North Korea Stole $285M from Drift Protocol Using a Solana Feature Built for Convenience

Attackers linked to North Korea exploited Solana's durable nonces to pre-sign transactions weeks in advance and seize control of Drift's multisig, draining $285M in the largest DeFi hack of 2026. The platform has suspended deposits and withdrawals.

North Korea Stole $285M from Drift Protocol Using a Solana Feature Built for Convenience

Drift Protocol, a decentralized exchange built on Solana, lost $285 million on April 1 after attackers exploited a legitimate Solana transaction feature to seize control of the protocol’s security council and drain its vaults. Blockchain analytics firm Elliptic linked the attack to North Korean state-sponsored hackers — the same cluster responsible for multiple nine-figure crypto heists in recent years.

The attack vector was “durable nonces,” a Solana feature that lets wallets pre-authorize transactions to be submitted at a later time. Under normal use, durable nonces are helpful for hardware wallets and offline signing workflows. The attackers weaponized them to stage a slow-motion heist: they pre-signed the administrative transfers weeks before execution, bypassing Drift’s multisig approval mechanism in minutes once they were ready to act.

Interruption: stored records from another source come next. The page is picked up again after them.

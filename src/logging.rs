//! Tracing-subscriber initialization, grounded on the `init_tracing` helper
//! used across the control-plane services, extended with a JSON format
//! option for deployments that ship logs to a collector.

use crate::config::LogFormat;

/// Initializes the global tracing subscriber from `format` and `level`.
pub fn init_tracing(format: LogFormat, level: &str) {
    let filter = tracing_subscriber::EnvFilter::try_from_default_env()
        .unwrap_or_else(|_| tracing_subscriber::EnvFilter::new(level.to_string()));

    match format {
        LogFormat::Pretty => {
            tracing_subscriber::fmt().with_env_filter(filter).init();
        }
        LogFormat::Json => {
            tracing_subscriber::fmt()
                .json()
                .with_env_filter(filter)
                .init();
        }
    }
}
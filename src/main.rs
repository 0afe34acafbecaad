use clap::Parser;
use rebuild_coord::config::{CliArgs, RebuildConfig};
use rebuild_coord::{logging, state::GlobalRebuild};

#[tokio::main]
async fn main() {
    let cli_args = CliArgs::parse();
    logging::init_tracing(cli_args.log_format, &cli_args.log_level);
    tracing::info!(?cli_args, "starting rebuild coordination service");

    let _config = RebuildConfig::from(&cli_args);
    let _grs = GlobalRebuild::instance();

    // The pool-membership transport (§6) is injected by the enclosing
    // object-store process; this binary only proves the service wires up
    // and leaves the request surface to be called by that process.
    tracing::info!("rebuild coordination service ready");
}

The stolen assets included $155.6 million in JPL tokens, $60.4 million in USDC, $11.3 million in CBBTC (Coinbase-wrapped bitcoin), and smaller amounts across FARTCOIN, wrapped Ether, WBTC, JUP, JITOSOL, and over a dozen other tokens. Different firms put the total at slightly different figures — Elliptic says $286M, CoinDesk’s on-chain forensics land at $270M, Fortune reports $280M. The discrepancy is likely due to token price slippage during the attacker’s rapid selling.

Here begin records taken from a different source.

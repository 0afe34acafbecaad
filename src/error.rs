use snafu::Snafu;

/// Errors returned by the rebuild coordination service.
///
/// These map 1:1 onto the five error kinds of the rebuild protocol: a target
/// not recognising a pool/container handle, loss of leadership mid-operation,
/// a failed allocation while queuing a task, an RPC that could not be created
/// or delivered, and an aggregated non-zero status observed from a target
/// query.
#[derive(Debug, Snafu, Clone, PartialEq)]
#[snafu(visibility(pub(crate)), context(suffix(false)))]
#[allow(missing_docs)]
pub enum RebuildError {
    #[snafu(display("Target does not recognise this pool/container handle"))]
    NoHandle {},
    #[snafu(display("No longer leader for this rebuild"))]
    NotLeader {},
    #[snafu(display("Failed to allocate rebuild task"))]
    NoMem {},
    #[snafu(display("Transport failure during {operation}: {reason}"))]
    TransportFailure { operation: String, reason: String },
    #[snafu(display(
        "Aggregated target query reported non-zero status {status}"
    ))]
    AggregatedTargetFailure { status: i32 },
}

impl RebuildError {
    /// Maps this error onto the `i32` status code carried over the wire by
    /// every RPC reply in §6. Codes are stable identifiers, not `errno`
    /// values from any particular platform.
    pub fn as_status(&self) -> i32 {
        match self {
            Self::NoHandle {} => -1,
            Self::NotLeader {} => -2,
            Self::NoMem {} => -3,
            Self::TransportFailure { .. } => -4,
            Self::AggregatedTargetFailure { .. } => -5,
        }
    }
}
//! An in-memory [`PoolService`] fake, kept in the main crate the way
//! `io-engine-tests` keeps fakes available to every crate that needs them,
//! collapsed here into one module since this crate has no workspace to
//! split it into.

use std::{
    collections::HashMap,
    sync::{
        atomic::{AtomicU32, Ordering},
        Arc,
    },
};

use async_trait::async_trait;
use parking_lot::Mutex;
use uuid::Uuid;

use crate::{
    error::RebuildError,
    model::RankList,
    pool::{
        FiniRequest, PoolHandle, PoolService, QueryRequest, ScanRequest, StatusReply,
        TgtQueryReply,
    },
};

#[derive(Debug)]
pub struct FakePoolHandle {
    pool_id: Uuid,
    map_version: AtomicU32,
}

impl PoolHandle for FakePoolHandle {
    fn pool_id(&self) -> Uuid {
        self.pool_id
    }

    fn current_map_version(&self) -> u32 {
        self.map_version.load(Ordering::Relaxed)
    }
}

/// Scripted per-target progress: each call to `query` advances one step.
#[derive(Debug, Clone)]
pub struct FakeTargetProgress {
    pub steps: Vec<TgtQueryReply>,
}

struct FakePoolState {
    handle: Arc<FakePoolHandle>,
    progress: FakeTargetProgress,
    cursor: usize,
    scan_calls: u32,
    fini_calls: u32,
    query_calls: u32,
    pmap_bcast_calls: u32,
    fail_scan: bool,
    fail_fini_times: u32,
    fail_query_always: bool,
    excluded: Vec<u32>,
}

/// In-memory fake of the whole pool-membership/broadcast surface (§6),
/// driven entirely by scripted responses so tests don't need a transport.
#[derive(Default)]
pub struct FakePoolService {
    pools: Mutex<HashMap<Uuid, FakePoolState>>,
    fini_order: Mutex<Vec<Uuid>>,
}

impl FakePoolService {
    pub fn new() -> Self {
        Self::default()
    }

    /// Registers a pool with a fixed sequence of `TGT_QUERY` replies; the
    /// last step should have `rebuilding == 0` so the check loop observes
    /// completion.
    pub fn add_pool(&self, pool_id: Uuid, steps: Vec<TgtQueryReply>) {
        self.pools.lock().insert(
            pool_id,
            FakePoolState {
                handle: Arc::new(FakePoolHandle {
                    pool_id,
                    map_version: AtomicU32::new(1),
                }),
                progress: FakeTargetProgress { steps },
                cursor: 0,
                scan_calls: 0,
                fini_calls: 0,
                query_calls: 0,
                pmap_bcast_calls: 0,
                fail_scan: false,
                fail_fini_times: 0,
                fail_query_always: false,
                excluded: Vec::new(),
            },
        );
    }

    pub fn set_fail_scan(&self, pool_id: Uuid, fail: bool) {
        if let Some(state) = self.pools.lock().get_mut(&pool_id) {
            state.fail_scan = fail;
        }
    }

    pub fn set_fail_fini_times(&self, pool_id: Uuid, times: u32) {
        if let Some(state) = self.pools.lock().get_mut(&pool_id) {
            state.fail_fini_times = times;
        }
    }

    /// Every `TGT_QUERY` call fails at the transport level (an RPC that
    /// never got a reply), distinct from a reply carrying a non-zero
    /// status.
    pub fn set_fail_query_always(&self, pool_id: Uuid, fail: bool) {
        if let Some(state) = self.pools.lock().get_mut(&pool_id) {
            state.fail_query_always = fail;
        }
    }

    pub fn query_calls(&self, pool_id: Uuid) -> u32 {
        self.pools.lock().get(&pool_id).map_or(0, |s| s.query_calls)
    }

    pub fn bump_map_version(&self, pool_id: Uuid) {
        if let Some(state) = self.pools.lock().get(&pool_id) {
            state.handle.map_version.fetch_add(1, Ordering::Relaxed);
        }
    }

    pub fn set_map_version(&self, pool_id: Uuid, version: u32) {
        if let Some(state) = self.pools.lock().get(&pool_id) {
            state.handle.map_version.store(version, Ordering::Relaxed);
        }
    }

    pub fn scan_calls(&self, pool_id: Uuid) -> u32 {
        self.pools.lock().get(&pool_id).map_or(0, |s| s.scan_calls)
    }

    pub fn fini_calls(&self, pool_id: Uuid) -> u32 {
        self.pools.lock().get(&pool_id).map_or(0, |s| s.fini_calls)
    }

    pub fn pmap_bcast_calls(&self, pool_id: Uuid) -> u32 {
        self.pools
            .lock()
            .get(&pool_id)
            .map_or(0, |s| s.pmap_bcast_calls)
    }

    /// Order in which `fini` was called across every pool, for asserting
    /// FIFO drain order end to end.
    pub fn fini_order(&self) -> Vec<Uuid> {
        self.fini_order.lock().clone()
    }

    pub fn excluded(&self, pool_id: Uuid) -> Vec<u32> {
        self.pools
            .lock()
            .get(&pool_id)
            .map(|s| s.excluded.clone())
            .unwrap_or_default()
    }
}

#[async_trait]
impl PoolService for FakePoolService {
    async fn lookup(&self, pool_id: Uuid) -> Option<Arc<dyn PoolHandle>> {
        self.pools
            .lock()
            .get(&pool_id)
            .map(|s| s.handle.clone() as Arc<dyn PoolHandle>)
    }

    async fn scan(
        &self,
        _pool: &dyn PoolHandle,
        req: ScanRequest,
        _exclude: &RankList,
    ) -> Result<StatusReply, RebuildError> {
        let mut pools = self.pools.lock();
        let state = pools.get_mut(&req.pool_id).ok_or(RebuildError::NotLeader {})?;
        state.scan_calls += 1;
        if state.fail_scan {
            return Err(RebuildError::TransportFailure {
                operation: "OBJECTS_SCAN".into(),
                reason: "scripted failure".into(),
            });
        }
        Ok(StatusReply { status: 0 })
    }

    async fn query(
        &self,
        _pool: &dyn PoolHandle,
        req: QueryRequest,
        _exclude: &RankList,
    ) -> Result<TgtQueryReply, RebuildError> {
        let mut pools = self.pools.lock();
        let state = pools.get_mut(&req.pool_id).ok_or(RebuildError::NotLeader {})?;
        state.query_calls += 1;
        if state.fail_query_always {
            return Err(RebuildError::TransportFailure {
                operation: "TGT_QUERY".into(),
                reason: "scripted failure".into(),
            });
        }
        let step = state
            .progress
            .steps
            .get(state.cursor)
            .copied()
            .unwrap_or_default();
        if state.cursor + 1 < state.progress.steps.len() {
            state.cursor += 1;
        }
        Ok(step)
    }

    async fn fini(
        &self,
        _pool: &dyn PoolHandle,
        req: FiniRequest,
        _exclude: &RankList,
    ) -> Result<StatusReply, RebuildError> {
        let succeeded = {
            let mut pools = self.pools.lock();
            let state = pools.get_mut(&req.pool_id).ok_or(RebuildError::NotLeader {})?;
            state.fini_calls += 1;
            state.fini_calls > state.fail_fini_times
        };
        if !succeeded {
            return Ok(StatusReply { status: -1 });
        }
        self.fini_order.lock().push(req.pool_id);
        Ok(StatusReply { status: 0 })
    }

    async fn pmap_broadcast(
        &self,
        pool_id: Uuid,
        _exclude: &RankList,
    ) -> Result<(), RebuildError> {
        let mut pools = self.pools.lock();
        let state = pools.get_mut(&pool_id).ok_or(RebuildError::NotLeader {})?;
        state.pmap_bcast_calls += 1;
        Ok(())
    }

    async fn tgt_exclude_out(
        &self,
        pool_id: Uuid,
        targets: &RankList,
    ) -> Result<(), RebuildError> {
        let mut pools = self.pools.lock();
        let state = pools.get_mut(&pool_id).ok_or(RebuildError::NotLeader {})?;
        state.excluded.extend(targets.as_slice().iter().copied());
        Ok(())
    }
}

Drift immediately suspended deposits and withdrawals upon detecting the breach and issued an on-chain message to the attacker’s Solana address in an attempt to open a white hat negotiation. As of writing, there has been no response and no funds have been returned.

This is the largest single DeFi exploit of 2026 so far, and it exposes a broader weakness in how Solana-based protocols manage multisig governance. Durable nonces are not a bug — they are documented Solana functionality. The attack worked because Drift’s security model didn’t account for pre-signed transactions being held as leverage. The protocol trusted the nonce system to be used only by authorized parties; the attacker found a way to acquire that authorization in advance.

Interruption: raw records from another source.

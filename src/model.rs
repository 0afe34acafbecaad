//! Data model shared across the rebuild coordination service: the task
//! queued by [`crate::scheduler`], the status snapshot returned to callers,
//! and the owned rank lists that travel with both.

use serde::{Deserialize, Serialize};
use uuid::Uuid;

/// An owned, deep-cloneable list of ranks (pool members).
///
/// The source protocol deep-copies rank lists on `schedule` so that the
/// caller's buffer can be freed immediately; `RankList` owns its storage for
/// the same reason.
#[derive(Debug, Clone, Default, PartialEq, Eq, Serialize, Deserialize)]
pub struct RankList(Vec<u32>);

impl RankList {
    /// Builds a rank list from any iterable of ranks.
    pub fn new(ranks: impl Into<Vec<u32>>) -> Self {
        Self(ranks.into())
    }

    /// The empty rank list.
    pub fn empty() -> Self {
        Self(Vec::new())
    }

    /// Ranks as a slice.
    pub fn as_slice(&self) -> &[u32] {
        &self.0
    }

    /// True if `rank` appears in this list.
    pub fn contains(&self, rank: u32) -> bool {
        self.0.contains(&rank)
    }

    /// Number of ranks in this list.
    pub fn len(&self) -> usize {
        self.0.len()
    }

    /// True if this list has no ranks.
    pub fn is_empty(&self) -> bool {
        self.0.is_empty()
    }
}

impl From<Vec<u32>> for RankList {
    fn from(ranks: Vec<u32>) -> Self {
        Self(ranks)
    }
}

impl<'a> IntoIterator for &'a RankList {
    type Item = &'a u32;
    type IntoIter = std::slice::Iter<'a, u32>;

    fn into_iter(self) -> Self::IntoIter {
        self.0.iter()
    }
}

/// A queued rebuild request, owned by the task queue until the driver
/// finishes processing it (success or failure).
#[derive(Debug, Clone)]
pub struct RebuildTask {
    /// Pool under rebuild.
    pub pool_id: Uuid,
    /// Pool map version at which this rebuild was requested.
    pub map_version: u32,
    /// Targets known to have failed, triggering this rebuild.
    pub failed_targets: RankList,
    /// Service ranks to notify / coordinate with.
    pub service_list: RankList,
}

impl RebuildTask {
    /// Deep-copies the given rank lists into a new owned task.
    pub fn new(
        pool_id: Uuid,
        map_version: u32,
        failed_targets: &RankList,
        service_list: &RankList,
    ) -> Self {
        Self {
            pool_id,
            map_version,
            failed_targets: failed_targets.clone(),
            service_list: service_list.clone(),
        }
    }
}

/// A snapshot of rebuild progress, returned to callers of `query`.
///
/// `version == 0` means no rebuild is in progress. `done` implies no
/// further pulls will occur for this version.
#[derive(Debug, Clone, Copy, PartialEq, Eq, Default, Serialize, Deserialize)]
pub struct RebuildStatus {
    /// Map version of this rebuild; 0 means no rebuild.
    pub version: u32,
    /// Whether the rebuild has finished (successfully or not).
    pub done: bool,
    /// Last observed error code, 0 if none.
    pub errno: i32,
    /// Number of objects pulled so far.
    pub obj_nr: u64,
    /// Number of records pulled so far.
    pub rec_nr: u64,
}

impl RebuildStatus {
    /// A status reflecting "no rebuild in progress".
    pub fn idle() -> Self {
        Self::default()
    }

    /// True if this status reflects "no rebuild in progress".
    pub fn is_idle(&self) -> bool {
        self.version == 0
    }
}

#[cfg(test)]
mod test {
    use super::*;

    #[test]
    fn rank_list_is_deep_copied() {
        let mut original = RankList::new(vec![1, 2, 3]);
        let task = RebuildTask::new(
            Uuid::nil(),
            7,
            &original,
            &RankList::empty(),
        );
        assert_eq!(task.failed_targets, original);
        assert!(!std::ptr::eq(
            task.failed_targets.as_slice(),
            original.as_slice()
        ));

        // Replacing the caller's buffer must not be observed through the
        // task's own copy.
        original = RankList::new(vec![9, 9, 9]);
        assert_eq!(task.failed_targets.as_slice(), &[1, 2, 3]);
    }

    #[test]
    fn idle_status_has_zero_version() {
        let status = RebuildStatus::idle();
        assert!(status.is_idle());
        assert!(!status.done);
    }
}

The incident adds to a long pattern of DPRK cyber units using crypto theft to fund the North Korean state. Chainalysis estimated North Korean hackers stole over $1.3 billion in 2025 alone. The Drift hack would push 2026 totals significantly higher.

For teams building on Solana: review your multisig architecture against pre-signed transaction risks. Nonce-based attacks are not theoretical anymore. Check that your Security Council keys are rotated regularly and that no outstanding durable nonces exist from previous signers. Drift’s post-mortem, expected in the coming days, will likely include a more detailed breakdown of exactly how the signing keys were compromised in the first place.

Deposits and withdrawals remain suspended as the team works with blockchain investigators. The protocol’s governance token dropped over 30% in the hours after the announcement.